**WORK TO BE COMPLETED:** Go through the records and show each line where the word "between" occurs.

Dataset entries
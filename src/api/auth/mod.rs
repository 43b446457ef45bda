pub mod guard;
pub mod login;

pub use guard::RequireAdmin;
pub use login::login;
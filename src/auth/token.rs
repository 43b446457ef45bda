//! Signed admin access tokens / 管理员访问令牌
//!
//! Tokens use the compact JWS layout `header.claims.signature`, each segment
//! base64url without padding, signed with HMAC-SHA256 over `header.claims`.

use base64::engine::general_purpose::URL_SAFE_NO_PAD;
use base64::Engine;
use chrono::{DateTime, Duration, Utc};
use hmac::{Hmac, Mac};
use serde::{Deserialize, Serialize};
use serde_json::json;
use sha2::Sha256;

use crate::config::AuthConfig;
use crate::error::{AuthError, ConfigError};

type HmacSha256 = Hmac<Sha256>;

/// Role carried by every token this service issues / 管理员角色
pub const ADMIN_ROLE: &str = "admin";

const TOKEN_ALG: &str = "HS256";
const TOKEN_HEADER: &str = r#"{"alg":"HS256","typ":"JWT"}"#;

/// Token claims / 令牌声明
#[derive(Debug, Clone, PartialEq, Eq, Serialize, Deserialize)]
pub struct Claims {
    #[serde(rename = "sub", default)]
    pub subject: String,
    #[serde(default)]
    pub role: String,
    /// Unix timestamp (seconds) / 过期时间戳
    #[serde(rename = "exp")]
    pub expiry: i64,
}

impl Claims {
    pub fn is_expired_at(&self, now: DateTime<Utc>) -> bool {
        self.expiry <= now.timestamp()
    }

    fn to_json(&self) -> String {
        json!({
            "sub": self.subject,
            "role": self.role,
            "exp": self.expiry,
        })
        .to_string()
    }
}

#[derive(Deserialize)]
struct TokenHeader {
    alg: String,
}

/// Issues and validates admin tokens. Immutable after construction, so one
/// instance is shared across all requests / 令牌服务
#[derive(Clone)]
pub struct TokenService {
    mac: HmacSha256,
    ttl: Duration,
}

impl std::fmt::Debug for TokenService {
    fn fmt(&self, f: &mut std::fmt::Formatter<'_>) -> std::fmt::Result {
        f.debug_struct("TokenService")
            .field("ttl_minutes", &self.ttl.num_minutes())
            .finish_non_exhaustive()
    }
}

impl TokenService {
    pub fn new(secret: &str, ttl_minutes: u64) -> Result<Self, ConfigError> {
        if secret.is_empty() {
            return Err(ConfigError::MissingSecret);
        }
        let ttl = i64::try_from(ttl_minutes)
            .ok()
            .and_then(Duration::try_minutes)
            .ok_or(ConfigError::InvalidTokenLifetime(ttl_minutes))?;
        let mac = HmacSha256::new_from_slice(secret.as_bytes())
            .map_err(|_| ConfigError::MissingSecret)?;
        Ok(Self { mac, ttl })
    }

    pub fn from_config(config: &AuthConfig) -> Result<Self, ConfigError> {
        Self::new(&config.secret_key, config.access_token_expire_minutes)
    }

    /// Configured token lifetime / 令牌有效期
    pub fn ttl(&self) -> Duration {
        self.ttl
    }

    /// Issue an admin token for `subject` / 签发管理员令牌
    pub fn issue(&self, subject: &str) -> String {
        self.issue_at(subject, Utc::now())
    }

    pub fn issue_at(&self, subject: &str, now: DateTime<Utc>) -> String {
        let expires_at = now
            .checked_add_signed(self.ttl)
            .unwrap_or(DateTime::<Utc>::MAX_UTC);
        let claims = Claims {
            subject: subject.to_string(),
            role: ADMIN_ROLE.to_string(),
            expiry: expires_at.timestamp(),
        };
        self.encode_payload(&claims.to_json())
    }

    /// Validate a token and return its subject / 校验令牌并返回用户名
    pub fn validate(&self, token: &str) -> Result<String, AuthError> {
        self.validate_at(token, Utc::now())
    }

    pub fn validate_at(&self, token: &str, now: DateTime<Utc>) -> Result<String, AuthError> {
        let claims = self.decode(token)?;
        if claims.is_expired_at(now) {
            return Err(AuthError::InvalidToken);
        }
        if claims.role != ADMIN_ROLE || claims.subject.is_empty() {
            return Err(AuthError::Forbidden);
        }
        Ok(claims.subject)
    }

    /// Verify structure and signature, then decode the claims
    fn decode(&self, token: &str) -> Result<Claims, AuthError> {
        let segments: Vec<&str> = token.trim().split('.').collect();
        let [header_b64, payload_b64, signature_b64] = segments[..] else {
            return Err(AuthError::InvalidToken);
        };

        let header_bytes = decode_segment(header_b64)?;
        let header: TokenHeader =
            serde_json::from_slice(&header_bytes).map_err(|_| AuthError::InvalidToken)?;
        if header.alg != TOKEN_ALG {
            return Err(AuthError::InvalidToken);
        }

        let signature = decode_segment(signature_b64)?;
        let mut mac = self.mac.clone();
        mac.update(header_b64.as_bytes());
        mac.update(b".");
        mac.update(payload_b64.as_bytes());
        mac.verify_slice(&signature)
            .map_err(|_| AuthError::InvalidToken)?;

        let payload = decode_segment(payload_b64)?;
        serde_json::from_slice(&payload).map_err(|_| AuthError::InvalidToken)
    }

    fn encode_payload(&self, payload: &str) -> String {
        let signing_input = format!(
            "{}.{}",
            URL_SAFE_NO_PAD.encode(TOKEN_HEADER),
            URL_SAFE_NO_PAD.encode(payload)
        );
        let mut mac = self.mac.clone();
        mac.update(signing_input.as_bytes());
        let signature = URL_SAFE_NO_PAD.encode(mac.finalize().into_bytes());
        format!("{}.{}", signing_input, signature)
    }
}

fn decode_segment(segment: &str) -> Result<Vec<u8>, AuthError> {
    URL_SAFE_NO_PAD
        .decode(segment)
        .map_err(|_| AuthError::InvalidToken)
}
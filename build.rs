use chrono::Utc;

fn main() {
    // 设置构建时间
    let build_time = Utc::now().format("%Y-%m-%d %H:%M:%S UTC").to_string();
    println!("cargo:rustc-env=BUILD_TIME={}", build_time);
    
    // 当build.rs改变时重新运行
    println!("cargo:rerun-if-changed=build.rs");
}
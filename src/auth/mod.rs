//! Admin authentication / 管理员认证
//!
//! - token: issue and validate signed admin tokens
//! - credentials: login check against configured admin account
//! - gateway: bearer-token gate for write operations

pub mod credentials;
pub mod gateway;
pub mod token;

pub use credentials::verify_admin;
pub use gateway::{extract_bearer_token, AuthGateway};
pub use token::{Claims, TokenService, ADMIN_ROLE};
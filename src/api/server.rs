use axum::{extract::State, Json};
use serde_json::{json, Value};
use std::sync::Arc;

use crate::state::AppState;

/// GET /health - 健康检查
pub async fn health_check(State(state): State<Arc<AppState>>) -> Json<Value> {
    Json(json!({
        "status": "ok",
        "version": env!("CARGO_PKG_VERSION"),
        "build_time": env!("BUILD_TIME"),
        "store_initialized": state.store.is_initialized(),
    }))
}
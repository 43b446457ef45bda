//! Error taxonomy shared by the core services / 核心服务错误类型

use thiserror::Error;

/// Authentication and authorization failures / 认证与授权错误
#[derive(Debug, Clone, Copy, PartialEq, Eq, Error)]
pub enum AuthError {
    #[error("Invalid credentials")]
    InvalidCredentials,

    /// No bearer token on a protected request
    #[error("Not authenticated")]
    MissingToken,

    /// Bad signature, malformed or expired token
    #[error("Invalid token")]
    InvalidToken,

    /// Token is genuine but does not grant admin access
    #[error("Not authorized")]
    Forbidden,
}

/// Input validation failures / 输入校验错误
#[derive(Debug, Clone, PartialEq, Eq, Error)]
pub enum ValidationError {
    #[error("Query is required")]
    EmptyQuery,

    #[error("No files uploaded")]
    NoFiles,

    #[error("No valid files")]
    NoValidFiles,

    #[error("Invalid field `{field}`: {reason}")]
    InvalidField { field: &'static str, reason: String },
}

/// Failures raised by the card store collaborator / 存储层错误
#[derive(Debug, Error)]
pub enum StoreError {
    #[error("Database error: {0}")]
    Database(#[from] sqlx::Error),

    #[error("Stored card {id} is corrupt: {reason}")]
    Corrupt { id: String, reason: String },

    #[error("Store returned {actual} ids for {expected} cards")]
    IdCountMismatch { expected: usize, actual: usize },
}

/// Errors surfaced by SearchEngine and IngestionService / 业务服务错误
#[derive(Debug, Error)]
pub enum ServiceError {
    #[error(transparent)]
    Validation(#[from] ValidationError),

    #[error(transparent)]
    Store(#[from] StoreError),
}

/// Start-up configuration errors, all fatal / 启动配置错误
#[derive(Debug, Error)]
pub enum ConfigError {
    #[error("Failed to read config file: {0}")]
    Read(#[from] std::io::Error),

    #[error("Failed to write config file: {0}")]
    Write(std::io::Error),

    #[error("Invalid config JSON: {0}")]
    Parse(#[from] serde_json::Error),

    #[error("SECRET_KEY is not set")]
    MissingSecret,

    #[error("Access token lifetime of {0} minutes is out of range")]
    InvalidTokenLifetime(u64),
}
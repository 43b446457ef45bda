//! SQLite card store / SQLite卡片存储
//!
//! Lower-cased copies of name and story are stored next to the originals and
//! matched with `instr()`, so the needle is always a literal string.

use async_trait::async_trait;
use chrono::{DateTime, Utc};
use sqlx::{Executor, QueryBuilder, Sqlite, SqlitePool};
use uuid::Uuid;

use super::{fold_case, CardFilter, CardStore};
use crate::error::StoreError;
use crate::models::{Card, CardDraft};

const SELECT_CARD: &str = "SELECT id, type AS card_type, name, story, created_at FROM cards";

#[derive(Debug, sqlx::FromRow)]
struct CardRow {
    id: String,
    card_type: String,
    name: String,
    story: String,
    created_at: String,
}

impl TryFrom<CardRow> for Card {
    type Error = StoreError;

    fn try_from(row: CardRow) -> Result<Self, Self::Error> {
        let created_at = DateTime::parse_from_rfc3339(&row.created_at)
            .map_err(|e| StoreError::Corrupt {
                id: row.id.clone(),
                reason: format!("bad created_at {:?}: {}", row.created_at, e),
            })?
            .with_timezone(&Utc);
        Ok(Card {
            id: row.id,
            card_type: row.card_type,
            name: row.name,
            story: row.story,
            created_at,
        })
    }
}

/// sqlx-backed `CardStore`
#[derive(Debug, Clone)]
pub struct SqliteCardStore {
    pool: SqlitePool,
}

impl SqliteCardStore {
    /// Wrap a pool whose schema is already migrated / 使用已迁移的连接池
    pub fn new(pool: SqlitePool) -> Self {
        Self { pool }
    }

    pub fn pool(&self) -> &SqlitePool {
        &self.pool
    }
}

async fn insert_draft<'e, E>(executor: E, draft: &CardDraft) -> Result<String, StoreError>
where
    E: Executor<'e, Database = Sqlite>,
{
    let id = Uuid::new_v4().to_string();
    sqlx::query(
        "INSERT INTO cards (id, type, name, name_lower, story, story_lower, created_at) VALUES (?, ?, ?, ?, ?, ?, ?)",
    )
    .bind(id.clone())
    .bind(draft.card_type.clone())
    .bind(draft.name.clone())
    .bind(fold_case(&draft.name))
    .bind(draft.story.clone())
    .bind(fold_case(&draft.story))
    .bind(draft.created_at.to_rfc3339())
    .execute(executor)
    .await?;
    Ok(id)
}

#[async_trait]
impl CardStore for SqliteCardStore {
    async fn insert_one(&self, draft: &CardDraft) -> Result<String, StoreError> {
        insert_draft(&self.pool, draft).await
    }

    async fn insert_many(&self, drafts: &[CardDraft]) -> Result<Vec<String>, StoreError> {
        if drafts.is_empty() {
            return Ok(Vec::new());
        }

        // 单个事务：要么全部写入，要么全部回滚
        let mut tx = self.pool.begin().await?;
        let mut ids = Vec::with_capacity(drafts.len());
        for draft in drafts {
            ids.push(insert_draft(&mut *tx, draft).await?);
        }
        tx.commit().await?;

        tracing::debug!("Inserted {} cards in one transaction", ids.len());
        Ok(ids)
    }

    async fn find(&self, filter: &CardFilter) -> Result<Vec<Card>, StoreError> {
        let mut qb: QueryBuilder<Sqlite> = QueryBuilder::new(SELECT_CARD);
        qb.push(" WHERE (instr(name_lower, ");
        qb.push_bind(filter.needle.clone());
        qb.push(") > 0 OR instr(story_lower, ");
        qb.push_bind(filter.needle.clone());
        qb.push(") > 0)");

        if let Some(types) = filter.types.as_ref().filter(|t| !t.is_empty()) {
            qb.push(" AND type IN (");
            let mut separated = qb.separated(", ");
            for card_type in types {
                separated.push_bind(card_type.clone());
            }
            separated.push_unseparated(")");
        }

        qb.push(" ORDER BY seq ASC LIMIT ");
        qb.push_bind(i64::try_from(filter.limit).unwrap_or(i64::MAX));

        let rows: Vec<CardRow> = qb.build_query_as().fetch_all(&self.pool).await?;
        rows.into_iter().map(Card::try_from).collect()
    }

    async fn find_by_id(&self, id: &str) -> Result<Option<Card>, StoreError> {
        let row: Option<CardRow> = sqlx::query_as(&format!("{} WHERE id = ?", SELECT_CARD))
            .bind(id)
            .fetch_optional(&self.pool)
            .await?;
        row.map(Card::try_from).transpose()
    }
}
//! Telepen, with numeric compression chosen from the leading and trailing digit runs.

use std::fmt;

use tracing::{debug, instrument};

use crate::core::checksum::telepen_mod127;
use crate::core::encoding::{Encoding, SymbologyEncoder};
use crate::core::error::EncodeError;
use crate::core::validate::require_data;

/// Sixteen-module patterns for ASCII 0..=127 (even parity, least significant bit first).
const TELEPEN_CODES: [&str; 128] = [
    "1110111011101110", "1011101110111010", "1110001110111010", "1010111011101110",
    "1110101110111010", "1011100011101110", "1000100011101110", "1010101110111010",
    "1110111000111010", "1011101011101110", "1110001011101110", "1010111000111010",
    "1110101011101110", "1010001000111010", "1000101000111010", "1010101011101110",
    "1110111010111010", "1011101110001110", "1110001110001110", "1010111010111010",
    "1110101110001110", "1011100010111010", "1000100010111010", "1010101110001110",
    "1110100010001110", "1011101010111010", "1110001010111010", "1010100010001110",
    "1110101010111010", "1010001010001110", "1000101010001110", "1010101010111010",
    "1110111011100010", "1011101110101110", "1110001110101110", "1010111011100010",
    "1110101110101110", "1011100011100010", "1000100011100010", "1010101110101110",
    "1110111000101110", "1011101011100010", "1110001011100010", "1010111000101110",
    "1110101011100010", "1010001000101110", "1000101000101110", "1010101011100010",
    "1110111010101110", "1011101000100010", "1110001000100010", "1010111010101110",
    "1110101000100010", "1011100010101110", "1000100010101110", "1010101000100010",
    "1110100010100010", "1011101010101110", "1110001010101110", "1010100010100010",
    "1110101010101110", "1010001010100010", "1000101010100010", "1010101010101110",
    "1110111011101010", "1011101110111000", "1110001110111000", "1010111011101010",
    "1110101110111000", "1011100011101010", "1000100011101010", "1010101110111000",
    "1110111000111000", "1011101011101010", "1110001011101010", "1010111000111000",
    "1110101011101010", "1010001000111000", "1000101000111000", "1010101011101010",
    "1110111010111000", "1011101110001010", "1110001110001010", "1010111010111000",
    "1110101110001010", "1011100010111000", "1000100010111000", "1010101110001010",
    "1110100010001010", "1011101010111000", "1110001010111000", "1010100010001010",
    "1110101010111000", "1010001010001010", "1000101010001010", "1010101010111000",
    "1110111010001000", "1011101110101010", "1110001110101010", "1010111010001000",
    "1110101110101010", "1011100010001000", "1000100010001000", "1010101110101010",
    "1110111000101010", "1011101010001000", "1110001010001000", "1010111000101010",
    "1110101010001000", "1010001000101010", "1000101000101010", "1010101010001000",
    "1110111010101010", "1011101000101000", "1110001000101000", "1010111010101010",
    "1110101000101000", "1011100010101010", "1000100010101010", "1010101000101000",
    "1110100010101000", "1011101010101010", "1110001010101010", "1010100010101000",
    "1110101010101010", "1010001010101000", "1000101010101000", "1010101010101010",
];

/// `_` opens every symbol and `z` closes it; neither counts toward the check.
const START: u8 = b'_';
const STOP: u8 = b'z';
/// Toggles between ASCII and numeric-pair interpretation.
const DLE: u8 = 16;
/// Numeric pairs `00..=99` travel as characters `27..=126`.
const PAIR_OFFSET: u8 = 27;
/// Digit runs shorter than this stay in ASCII.
const MIN_NUMERIC_RUN: usize = 4;

#[derive(Debug, Clone, Copy, PartialEq, Eq)]
pub enum TelepenMode {
    Ascii,
    Numeric,
    NumericThenAscii,
    AsciiThenNumeric,
}

impl fmt::Display for TelepenMode {
    fn fmt(&self, f: &mut fmt::Formatter<'_>) -> fmt::Result {
        let label = match self {
            TelepenMode::Ascii => "ascii",
            TelepenMode::Numeric => "numeric",
            TelepenMode::NumericThenAscii => "numeric-ascii",
            TelepenMode::AsciiThenNumeric => "ascii-numeric",
        };
        f.write_str(label)
    }
}

/// Chosen mode plus where the numeric part begins and ends (byte offsets into ASCII data).
#[derive(Debug, Clone, Copy, PartialEq, Eq)]
pub struct TelepenPlan {
    pub mode: TelepenMode,
    pub numeric: (usize, usize),
}

fn even(n: usize) -> usize {
    n - n % 2
}

/// Decide the mode from the leading and trailing digit counts. The longer run (at
/// least four digits) is compressed; a tie keeps ASCII first.
pub fn plan(data: &[u8]) -> TelepenPlan {
    let len = data.len();
    let lead = data.iter().take_while(|b| b.is_ascii_digit()).count();
    let trail = data.iter().rev().take_while(|b| b.is_ascii_digit()).count();

    if lead == len {
        return TelepenPlan { mode: TelepenMode::Numeric, numeric: (0, even(len)) };
    }
    if lead < MIN_NUMERIC_RUN && trail < MIN_NUMERIC_RUN {
        return TelepenPlan { mode: TelepenMode::Ascii, numeric: (0, 0) };
    }
    if lead > trail {
        TelepenPlan { mode: TelepenMode::NumericThenAscii, numeric: (0, even(lead)) }
    } else {
        TelepenPlan { mode: TelepenMode::AsciiThenNumeric, numeric: (len - even(trail), len) }
    }
}

fn push_pairs(digits: &[u8], out: &mut Vec<u8>) {
    for pair in digits.chunks_exact(2) {
        out.push(PAIR_OFFSET + (pair[0] - b'0') * 10 + (pair[1] - b'0'));
    }
}

/// Character values between start and check: data, pairs and DLE switches.
pub fn symbol_values(data: &[u8], plan: TelepenPlan) -> Vec<u8> {
    let (from, to) = plan.numeric;
    let mut out = Vec::with_capacity(data.len() + 2);
    match plan.mode {
        TelepenMode::Ascii => out.extend_from_slice(data),
        TelepenMode::Numeric | TelepenMode::NumericThenAscii => {
            out.push(DLE);
            push_pairs(&data[from..to], &mut out);
            if to < data.len() {
                out.push(DLE);
                out.extend_from_slice(&data[to..]);
            }
        }
        TelepenMode::AsciiThenNumeric => {
            out.extend_from_slice(&data[..from]);
            out.push(DLE);
            push_pairs(&data[from..to], &mut out);
        }
    }
    out
}

/// Telepen (full ASCII), always with the mod 127 check character.
#[derive(Debug, Default, Clone, Copy)]
pub struct Telepen;

impl SymbologyEncoder for Telepen {
    fn name(&self) -> &'static str {
        "Telepen"
    }

    #[instrument(level = "debug", skip(self))]
    fn encode(&self, raw: &str) -> Result<Encoding, EncodeError> {
        require_data(raw, "ETELEPEN-2")?;
        if !raw.is_ascii() {
            return Err(EncodeError::charset(
                "ETELEPEN-1",
                "Invalid data. (Telepen accepts ASCII 0-127 only)",
            ));
        }
        let data = raw.as_bytes();
        let plan = plan(data);
        debug!(mode = %plan.mode, numeric = ?plan.numeric, "telepen mode");

        let values = symbol_values(data, plan);
        let sum: u32 = values.iter().map(|v| u32::from(*v)).sum();
        let check = telepen_mod127(sum);

        let mut bits = String::with_capacity((values.len() + 3) * 16);
        bits.push_str(TELEPEN_CODES[usize::from(START)]);
        for v in values.iter().chain(std::iter::once(&check)) {
            bits.push_str(TELEPEN_CODES[usize::from(*v)]);
        }
        bits.push_str(TELEPEN_CODES[usize::from(STOP)]);

        Ok(Encoding::new(bits, raw)
            .with_check(check.to_string())
            .with_mode(plan.mode.to_string()))
    }
}

#[cfg(test)]
mod tests {
    use super::*;
    use pretty_assertions::assert_eq;

    #[test]
    fn mode_selection() {
        assert_eq!(plan(b"ABC").mode, TelepenMode::Ascii);
        assert_eq!(plan(b"123ABC456").mode, TelepenMode::Ascii);
        assert_eq!(plan(b"123456"), TelepenPlan { mode: TelepenMode::Numeric, numeric: (0, 6) });
        assert_eq!(plan(b"12345"), TelepenPlan { mode: TelepenMode::Numeric, numeric: (0, 4) });
        assert_eq!(
            plan(b"12345AB"),
            TelepenPlan { mode: TelepenMode::NumericThenAscii, numeric: (0, 4) }
        );
        assert_eq!(
            plan(b"AB12345"),
            TelepenPlan { mode: TelepenMode::AsciiThenNumeric, numeric: (3, 7) }
        );
        assert_eq!(plan(b"1234AB5678").mode, TelepenMode::AsciiThenNumeric);
    }

    #[test]
    fn numeric_pairs_are_offset() {
        let values = symbol_values(b"1234", plan(b"1234"));
        assert_eq!(values, vec![DLE, 27 + 12, 27 + 34]);
        // odd digit goes back to ASCII after a DLE
        let values = symbol_values(b"123", plan(b"123"));
        assert_eq!(values, vec![DLE, 27 + 12, DLE, b'3']);
    }

    #[test]
    fn ascii_symbol_layout() {
        // 'A' = 65, 65 % 127 = 65 -> check 62
        let enc = Telepen.encode("A").unwrap();
        assert_eq!(enc.metadata.check.as_deref(), Some("62"));
        assert_eq!(enc.bits.len(), 4 * 16);
        assert!(enc.bits.starts_with("1010101010111000"));
        assert!(enc.bits.ends_with("1110001010101010"));
        assert_eq!(&enc.bits[16..32], TELEPEN_CODES[65]);
        assert_eq!(&enc.bits[32..48], TELEPEN_CODES[62]);
    }

    #[test]
    fn hybrid_orders_place_dle_at_the_switch() {
        let values = symbol_values(b"12345AB", plan(b"12345AB"));
        assert_eq!(values, vec![DLE, 27 + 12, 27 + 34, DLE, b'5', b'A', b'B']);
        let values = symbol_values(b"AB12345", plan(b"AB12345"));
        assert_eq!(values, vec![b'A', b'B', b'1', DLE, 27 + 23, 27 + 45]);
    }

    #[test]
    fn dle_counts_toward_the_check() {
        // 16 + 39 + 61 + 16 + 53 + 65 + 66 = 316, 316 % 127 = 62 -> 65
        let enc = Telepen.encode("12345AB").unwrap();
        assert_eq!(enc.metadata.check.as_deref(), Some("65"));
        // 65 + 66 + 49 + 16 + 50 + 72 = 318, 318 % 127 = 64 -> 63
        let enc = Telepen.encode("AB12345").unwrap();
        assert_eq!(enc.metadata.check.as_deref(), Some("63"));
    }

    #[test]
    fn check_recomputes_from_decoded_modules() {
        for data in ["Hello", "123456", "12345AB", "AB12345", "ABC1234567", "987"] {
            let enc = Telepen.encode(data).unwrap();
            let symbols: Vec<u8> = enc
                .bits
                .as_bytes()
                .chunks(16)
                .map(|chunk| {
                    let chunk = std::str::from_utf8(chunk).unwrap();
                    TELEPEN_CODES.iter().position(|p| *p == chunk).unwrap() as u8
                })
                .collect();
            let [first, inner @ .., check, last] = symbols.as_slice() else {
                panic!("{data}: too few symbols");
            };
            assert_eq!((*first, *last), (START, STOP));
            let sum: u32 = inner.iter().map(|v| u32::from(*v)).sum();
            assert_eq!(telepen_mod127(sum), *check, "{data}");
            assert_eq!(enc.metadata.check, Some(check.to_string()));
        }
    }

    #[test]
    fn empty_data_is_rejected() {
        assert_eq!(Telepen.encode("").unwrap_err().code(), "ETELEPEN-2");
    }

    #[test]
    fn rejects_non_ascii() {
        assert_eq!(Telepen.encode("£5").unwrap_err().code(), "ETELEPEN-1");
    }
}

**RESPONSE TO THE TASK:**
/// Toggles between ASCII and numeric-pair interpretation.
/// Character values between start and check: data, pairs and DLE switches.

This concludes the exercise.